--- SOURCE INFORMATION ---

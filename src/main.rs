use std::process::ExitCode;

use env_logger::Env;

fn main() -> ExitCode {
    dotenvy::dotenv().ok();
    env_logger::Builder::from_env(Env::default().default_filter_or("info")).init();

    match tellfit::app::run() {
        Ok(()) => ExitCode::SUCCESS,
        Err(err) => {
            eprintln!("{err}");
            ExitCode::from(err.exit_code())
        }
    }
}
//! Chebyshev fit of a single continuum segment.
//!
//! Given a half-open segment `[start, end)` of the axis:
//! - rescale its wavelengths onto [-1, 1]
//! - least-squares fit a Chebyshev series of degree `order` to the flux
//! - evaluate the series back at every pixel of the segment
//!
//! Masked (non-finite) flux samples are left out of the fit but still receive
//! a fitted value.

use crate::domain::ContinuumSegment;
use crate::error::TransformError;
use crate::math::{cheb_eval, cheb_fit, rescale_with_span};

/// How a segment's wavelengths are mapped onto the Chebyshev domain.
#[derive(Debug, Clone, Copy, PartialEq)]
pub enum SegmentRescale {
    /// The segment's own min → -1, max → +1.
    Own,
    /// Offset by the segment's own minimum, scaled by an externally supplied
    /// span (the whole axis for the trailing segment).
    Span(f64),
}

/// Result of fitting one segment.
#[derive(Debug, Clone)]
pub struct SegmentFit {
    /// Fitted flux, one value per pixel of the segment.
    pub values: Vec<f64>,
    /// Samples that entered the least-squares system.
    pub used: usize,
    /// RMS of `flux − fit` over the samples used.
    pub rms: f64,
}

/// Map a segment's wavelengths onto the Chebyshev domain.
///
/// The segment minimum always maps to -1. With `SegmentRescale::Own` the
/// maximum maps to +1. Returns `None` when the values are not finite or the
/// span is not positive.
pub fn rescale_segment(wavelength: &[f64], rescale: SegmentRescale) -> Option<Vec<f64>> {
    let (min, max) = min_max(wavelength)?;
    let span = match rescale {
        SegmentRescale::Own => max - min,
        SegmentRescale::Span(span) => span,
    };
    if !(span.is_finite() && span > 0.0) {
        return None;
    }
    Some(wavelength.iter().map(|&w| rescale_with_span(w, min, span)).collect())
}

/// Fit and evaluate a Chebyshev series of degree `order` over `segment`.
pub fn fit_segment(
    axis: &[f64],
    flux: &[f64],
    segment: ContinuumSegment,
    order: usize,
    rescale: SegmentRescale,
) -> Result<SegmentFit, TransformError> {
    if segment.is_empty() || segment.end > axis.len() || segment.end > flux.len() {
        return Err(fit_error(axis, segment, "segment is empty or outside the spectrum".to_string()));
    }

    let wavelength = &axis[segment.start..segment.end];
    let values = &flux[segment.start..segment.end];

    let t = rescale_segment(wavelength, rescale).ok_or_else(|| {
        fit_error(axis, segment, "wavelength span is zero or not finite".to_string())
    })?;

    let (t_used, y_used): (Vec<f64>, Vec<f64>) = t
        .iter()
        .zip(values.iter())
        .filter(|(_, y)| y.is_finite())
        .map(|(&ti, &yi)| (ti, yi))
        .unzip();

    let needed = order + 1;
    let used = y_used.len();
    if used < needed {
        return Err(fit_error(
            axis,
            segment,
            format!("order {order} needs at least {needed} samples, segment has {used}"),
        ));
    }
    if used == needed {
        log::warn!(
            "Segment [{}, {}) has exactly {needed} samples for order {order}; the fit interpolates the data",
            segment.start,
            segment.end
        );
    }
    let masked = values.len() - used;
    if masked > 0 {
        log::warn!(
            "Segment [{}, {}): {masked} masked samples left out of the fit",
            segment.start,
            segment.end
        );
    }

    let coeffs = cheb_fit(&t_used, &y_used, order).ok_or_else(|| {
        fit_error(axis, segment, "least-squares system has no finite solution".to_string())
    })?;

    let fitted: Vec<f64> = t.iter().map(|&ti| cheb_eval(&coeffs, ti)).collect();

    let sse: f64 = t_used
        .iter()
        .zip(y_used.iter())
        .map(|(&ti, &yi)| {
            let r = yi - cheb_eval(&coeffs, ti);
            r * r
        })
        .sum();
    let rms = (sse / used as f64).sqrt();

    Ok(SegmentFit {
        values: fitted,
        used,
        rms,
    })
}

fn min_max(values: &[f64]) -> Option<(f64, f64)> {
    let mut min = f64::INFINITY;
    let mut max = f64::NEG_INFINITY;
    for &v in values {
        min = min.min(v);
        max = max.max(v);
    }
    if min.is_finite() && max.is_finite() {
        Some((min, max))
    } else {
        None
    }
}

fn fit_error(axis: &[f64], segment: ContinuumSegment, reason: String) -> TransformError {
    let lambda_start = axis.get(segment.start).copied().unwrap_or(f64::NAN);
    let lambda_end = segment
        .end
        .checked_sub(1)
        .and_then(|i| axis.get(i))
        .copied()
        .unwrap_or(f64::NAN);
    TransformError::Fit {
        start: segment.start,
        end: segment.end,
        lambda_start,
        lambda_end,
        reason,
    }
}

---

*WHAT YOU ARE ASKED TO DO*
Your answer should consist of each line above in which "Result" appears.

*FINISHED TASK*
/// Result of fitting one segment.
) -> Result<SegmentFit, TransformError> {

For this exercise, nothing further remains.